There were no discernible differences in case WISEs’ experience of their legitimacy with governments across the two states in our research – one in which social enterprise is explicitly supported by government and the other where there was no such strategy. This possibly reflects that employment services in Australia is predominately a federal rather than state government responsibility.

Implications of WISE involvement in local welfare systems for service users

The section above sets out our findings in relation to network navigation and the services system. Systems networks affect and are affected by individual service users, and in this section, we consider the implications of the way WISEs deliver services and participate in local employment services systems for service users themselves. Here, we found thematically that WISE have particular impacts on service user experiences through coordinating support, intermediating between service users and the open labour market, and providing hybrid spaces not offered through traditional services or workplaces.

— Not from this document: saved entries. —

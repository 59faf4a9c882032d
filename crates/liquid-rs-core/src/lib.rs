//! # liquid-rs-core
//!
//! Error types, settings, and logging setup shared by the liquid-rs crates.
//!
//! ## Modules
//!
//! - [`error`] - Parse and evaluation errors, plus the umbrella [`LiquidError`]
//! - [`settings`] - Engine settings and global configuration
//! - [`settings_loader`] - Loading settings from TOML/JSON files and the environment
//! - [`logging`] - Tracing-based logging integration

pub mod error;
pub mod logging;
pub mod settings;
pub mod settings_loader;

// Re-export the most commonly used types at the crate root.
pub use error::{ErrorOrigin, EvaluationError, LiquidError, LiquidResult, ParseError};
pub use settings::{Settings, SETTINGS};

All four WISE cases in our study took a purposeful approach to linking young people with relevant welfare system agents to support their diverse needs for social security benefits, housing, education, mental health support and so on. In some cases, this also included linking young people to additional employment services providers and/or training opportunities, such as paid apprenticeships with the social enterprise’s commercial or social economy partners. The extent of this support varied according to the needs of different young people and the duration of various WISE programmes. However, across the different cases and programme models, young people typically described experiencing the WISE as offering a holistic approach that provided them with direct assistance and supported them to develop their own confidence and agency. Researchers noted in participant observation that this growth in confidence and self-efficacy – which arose from working and interacting in the live business settings described above – increased the participating young people’s ability to navigate the range of services and developmental opportunities available:

Like, I never used to feel confident with going out and being in front of everyone, even talking to people and opening up my mouth … but I’ve got a lot more confidence now and everything. (Case C, Young Person)

… in terms of the skills, I’ve definitely found that I’ve become more assertive … All the liaising that you need to do. Also leadership, not just of other people, but of yourself. Self-leadership is definitely a real thing. It’s all part of the motivation, the initiative. And on top of leadership, it’s teamwork skills and communication skills. (Case D, Young person)

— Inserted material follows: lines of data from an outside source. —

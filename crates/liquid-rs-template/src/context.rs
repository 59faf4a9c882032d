//! Render-time variable scopes and control flags.
//!
//! [`Context`] is a stack of [`Frame`]s. The bottom frame is the global
//! frame seeded with the render data; a file-scope frame is pushed for the
//! top-level template and for each `include`, and control-block frames are
//! pushed for `for` bodies and `capture` blocks. [`Scope`] ties a frame's
//! lifetime to a Rust scope so it is popped on every exit path.

use std::ops::{BitOr, Deref, DerefMut};

use liquid_rs_core::error::LiquidError;

use crate::value::{Object, Value};

/// The kind of a scope frame.
#[derive(Debug, Clone, Copy, PartialEq, Eq)]
pub enum ScopeKind {
    /// The bottom frame, holding the render data.
    Global,
    /// One per template being rendered (top-level or included).
    FileScope,
    /// A `for` body or `capture` block.
    ControlBlock,
}

/// One level of the variable-binding stack.
#[derive(Debug, Clone)]
pub struct Frame {
    pub kind: ScopeKind,
    pub bindings: Object,
}

/// The break/continue/eject/discard signal register.
#[derive(Debug, Clone, Copy, Default, PartialEq, Eq)]
pub struct Flags(u8);

impl Flags {
    pub const NONE: Self = Self(0);
    pub const BREAK: Self = Self(1);
    pub const CONTINUE: Self = Self(2);
    pub const EJECT: Self = Self(4);
    /// Eject plus "clear the output".
    pub const DISCARD: Self = Self(4 | 8);

    /// Returns `true` if every bit of `other` is set.
    pub fn contains(self, other: Self) -> bool {
        self.0 & other.0 == other.0
    }

    /// Returns `true` if any bit of `other` is set.
    pub fn intersects(self, other: Self) -> bool {
        self.0 & other.0 != 0
    }

    pub fn is_empty(self) -> bool {
        self.0 == 0
    }
}

impl BitOr for Flags {
    type Output = Self;

    fn bitor(self, rhs: Self) -> Self {
        Self(self.0 | rhs.0)
    }
}

/// The scope stack plus the flag register of one render call.
///
/// # Examples
///
/// ```
/// use liquid_rs_template::context::{Context, ScopeKind};
/// use liquid_rs_template::value::Value;
///
/// let mut ctx = Context::new();
/// ctx.push(ScopeKind::Global);
/// ctx.set("name", Value::from("outer")).unwrap();
///
/// ctx.push(ScopeKind::ControlBlock);
/// ctx.set("name", Value::from("inner")).unwrap();
/// assert_eq!(ctx.lookup("name"), Some(&Value::from("inner")));
///
/// ctx.pop();
/// assert_eq!(ctx.lookup("name"), Some(&Value::from("outer")));
/// ```
#[derive(Debug, Default)]
pub struct Context {
    frames: Vec<Frame>,
    flags: Flags,
}

impl Context {
    /// Creates an empty context with no frames.
    pub fn new() -> Self {
        Self::default()
    }

    /// Pushes an empty frame.
    pub fn push(&mut self, kind: ScopeKind) {
        self.push_with(kind, Object::new());
    }

    /// Pushes a frame holding `bindings`.
    pub fn push_with(&mut self, kind: ScopeKind, bindings: Object) {
        self.frames.push(Frame { kind, bindings });
    }

    /// Pops the top frame.
    pub fn pop(&mut self) -> Option<Frame> {
        self.frames.pop()
    }

    /// Number of frames on the stack.
    pub fn depth(&self) -> usize {
        self.frames.len()
    }

    /// Drops every frame above the first `depth`.
    pub fn truncate(&mut self, depth: usize) {
        self.frames.truncate(depth);
    }

    /// Looks a name up from the innermost frame outward.
    pub fn lookup(&self, name: &str) -> Option<&Value> {
        self.frames.iter().rev().find_map(|f| f.bindings.get(name))
    }

    /// Binds `name` in the top frame.
    pub fn set(&mut self, name: impl Into<String>, value: Value) -> Result<(), LiquidError> {
        let frame = self.frames.last_mut().ok_or(LiquidError::NoActiveScope)?;
        frame.bindings.insert(name.into(), value);
        Ok(())
    }

    fn file_scope_index(&self, skip: usize) -> Option<usize> {
        self.frames
            .iter()
            .enumerate()
            .rev()
            .filter(|(_, f)| f.kind == ScopeKind::FileScope)
            .nth(skip)
            .map(|(i, _)| i)
    }

    /// The innermost file scope.
    pub fn current_file_scope_mut(&mut self) -> Result<&mut Object, LiquidError> {
        let index = self.file_scope_index(0).ok_or(LiquidError::NoActiveScope)?;
        Ok(&mut self.frames[index].bindings)
    }

    /// Returns `true` when an including template's file scope exists.
    pub fn has_parent_file_scope(&self) -> bool {
        self.file_scope_index(1).is_some()
    }

    /// The file scope of the template that included the current one.
    pub fn parent_file_scope_mut(&mut self) -> Result<&mut Object, LiquidError> {
        let index = self.file_scope_index(1).ok_or(LiquidError::NoActiveScope)?;
        Ok(&mut self.frames[index].bindings)
    }

    /// The global frame.
    pub fn global_mut(&mut self) -> Result<&mut Object, LiquidError> {
        match self.frames.first_mut() {
            Some(frame) if frame.kind == ScopeKind::Global => Ok(&mut frame.bindings),
            _ => Err(LiquidError::NoActiveScope),
        }
    }

    /// Read access to the global frame.
    pub fn globals(&self) -> Option<&Object> {
        self.frames
            .first()
            .filter(|f| f.kind == ScopeKind::Global)
            .map(|f| &f.bindings)
    }

    pub fn flags(&self) -> Flags {
        self.flags
    }

    /// ORs `flag` into the register.
    pub fn raise(&mut self, flag: Flags) {
        self.flags = self.flags | flag;
    }

    pub fn clear_flags(&mut self) {
        self.flags = Flags::NONE;
    }

    /// Drops every frame and clears the flags.
    pub fn reset(&mut self) {
        self.frames.clear();
        self.flags = Flags::NONE;
    }
}

impl AsMut<Self> for Context {
    fn as_mut(&mut self) -> &mut Self {
        self
    }
}

/// A pushed frame that is popped again when the guard is dropped.
///
/// The guard dereferences to whatever owns the context, so rendering can
/// continue through it while the frame is live.
pub struct Scope<'a, T: AsMut<Context>> {
    owner: &'a mut T,
}

impl<'a, T: AsMut<Context>> Scope<'a, T> {
    /// Pushes an empty frame of `kind` onto `owner`'s context.
    pub fn enter(owner: &'a mut T, kind: ScopeKind) -> Self {
        owner.as_mut().push(kind);
        Self { owner }
    }
}

impl<T: AsMut<Context>> Drop for Scope<'_, T> {
    fn drop(&mut self) {
        self.owner.as_mut().pop();
    }
}

impl<T: AsMut<Context>> Deref for Scope<'_, T> {
    type Target = T;

    fn deref(&self) -> &T {
        self.owner
    }
}

impl<T: AsMut<Context>> DerefMut for Scope<'_, T> {
    fn deref_mut(&mut self) -> &mut T {
        self.owner
    }
}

While this coordinated support had demonstrably positive impacts for service users, the partnership-informed approach to service delivery also revealed divergent cultural practices among providers that were occasionally regressive. In participant observation in one case, for example, researchers noted gender stereotypical behaviour enacted by staff of a separate service provider co-located with the WISE, which limited training opportunities for girls and non-binary young people in the cohort. With regard to economic embeddedness and its impacts on service users, our participant observation also recorded examples across all WISEs of efforts to develop participants as ‘good workers’ by training them in professional expectations of behaviour and appearance.

In addition to formally coordinating services for participants, case WISEs also drew on the informal networks of those within their organizations to access supports for young people that were not available through the formal system. This was particularly observable in our regional case, where transport access was a major barrier to young peoples’ participation in employment. Here, the case WISE described multiple examples of supplementing local transport through informal arrangements:

One young woman … She’s got a really difficult home life financially. Most days it’s really hard for her to afford the bus to come to the farm so we’re working on sort of a buddy system where someone can pick her up on their way. It’s being flexible as well, and this is where a lot of government funded programmes aren’t flexible. So your [federal employment services providers] of this world … can’t organise a car to go and pick someone up. (Case D, Manager)

All the case WISEs also provided active intermediation with local employers to assist young people into decent jobs. This included supporting, and in turn shaping, young people at all stages of the work integration process. In the case of one WISE, staff literally acted as translators between their graduates and the workforce, accompanying young people to their workplace inductions to help them understand expectations and support employers with occupational health and safety guidance for those from linguistically diverse backgrounds.

[WISE staff member] puts a lot of effort into making sure these guys are supported and they get on site. She comes in and attends the … inductions and things like that to make sure that everything’s getting understood and because sometimes there can be language differences … she’s very supportive of them and comes in and assists them with that. (Case D, Customer)

Beyond these formal intermediations, young people and WISE staff reported that the live work settings and presence of diverse people in the case WISEs created the conditions for young people to develop new relationships, practise interpersonal skills, and access new social, social support and economic opportunities. These often resulted in young people accessing opportunities beyond formal referrals, as well as exposing other network actors to young people with whom they would not typically have contact. In one example, a young man with autism was introduced to an ongoing work opportunity via a volunteer within the WISE, who advocated with the local employer on his behalf after a poor first interview experience:

But when I went for another interview with my [now] boss he said … I like your resume and all that but you didn’t seem as confident in the first [interview]. He goes, You seemed a bit nervous, so come in at [our local headquarters]. We’ll have another interview there, see how you go. (Case D, Young person)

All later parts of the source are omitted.